= Beginning of Section =
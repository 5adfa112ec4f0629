// src/error.rs

//! Error types for recipe cooking

use std::io;
use std::path::PathBuf;
use thiserror::Error;

/// Errors produced while validating, building, installing or packaging a recipe
#[derive(Error, Debug)]
pub enum Error {
    /// The compiler could not be run, exited non-zero, or produced no artifact
    ///
    /// `stdout` and `stderr` hold the tool's output verbatim.
    #[error("Compile failed: `{command}` ({status})\n{stdout}{stderr}")]
    CompileFailure {
        command: String,
        status: String,
        stdout: String,
        stderr: String,
    },

    /// The artifact was missing or could not be written to its destination
    #[error("Install failed for {path}: {reason}")]
    InstallFailure { path: PathBuf, reason: String },

    /// Package metadata violates an invariant
    #[error("Invalid package metadata: {0}")]
    InvalidMetadata(String),

    /// The recipe's local source tree does not exist
    #[error("Source path not found: {0}")]
    SourceNotFound(PathBuf),

    /// A recipe file could not be parsed
    #[error("Parse error: {0}")]
    ParseError(String),

    /// The staged tree could not be packaged
    #[error("Packaging failed: {0}")]
    PackageFailure(String),

    #[error("I/O error: {0}")]
    Io(#[from] io::Error),
}

impl Error {
    /// True for failures raised by the build hook
    pub fn is_compile_failure(&self) -> bool {
        matches!(self, Self::CompileFailure { .. })
    }

    /// True for failures raised by the install hook
    pub fn is_install_failure(&self) -> bool {
        matches!(self, Self::InstallFailure { .. })
    }

    pub(crate) fn install(path: impl Into<PathBuf>, reason: impl ToString) -> Self {
        Self::InstallFailure {
            path: path.into(),
            reason: reason.to_string(),
        }
    }
}

/// Result alias used throughout the crate
pub type Result<T> = std::result::Result<T, Error>;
= End of Section =
→ **Task brief**: Take the entries above and copy them out exactly.

→ **Exercise answer**:
repository 5adfa112ec4f0629
// src/error.rs

//! Error types for recipe cooking

use std::io;
use std::path::PathBuf;
use thiserror::Error;

/// Errors produced while validating, building, installing or packaging a recipe
#[derive(Error, Debug)]
pub enum Error {
    /// The compiler could not be run, exited non-zero, or produced no artifact
    ///
    /// `stdout` and `stderr` hold the tool's output verbatim.
    #[error("Compile failed: `{command}` ({status})\n{stdout}{stderr}")]
    CompileFailure {
        command: String,
        status: String,
        stdout: String,
        stderr: String,
    },

    /// The artifact was missing or could not be written to its destination
    #[error("Install failed for {path}: {reason}")]
    InstallFailure { path: PathBuf, reason: String },

    /// Package metadata violates an invariant
    #[error("Invalid package metadata: {0}")]
    InvalidMetadata(String),

    /// The recipe's local source tree does not exist
    #[error("Source path not found: {0}")]
    SourceNotFound(PathBuf),

    /// A recipe file could not be parsed
    #[error("Parse error: {0}")]
    ParseError(String),

    /// The staged tree could not be packaged
    #[error("Packaging failed: {0}")]
    PackageFailure(String),

    #[error("I/O error: {0}")]
    Io(#[from] io::Error),
}

impl Error {
    /// True for failures raised by the build hook
    pub fn is_compile_failure(&self) -> bool {
        matches!(self, Self::CompileFailure { .. })
    }

    /// True for failures raised by the install hook
    pub fn is_install_failure(&self) -> bool {
        matches!(self, Self::InstallFailure { .. })
    }

    pub(crate) fn install(path: impl Into<PathBuf>, reason: impl ToString) -> Self {
        Self::InstallFailure {
            path: path.into(),
            reason: reason.to_string(),
        }
    }
}

/// Result alias used throughout the crate
pub type Result<T> = std::result::Result<T, Error>;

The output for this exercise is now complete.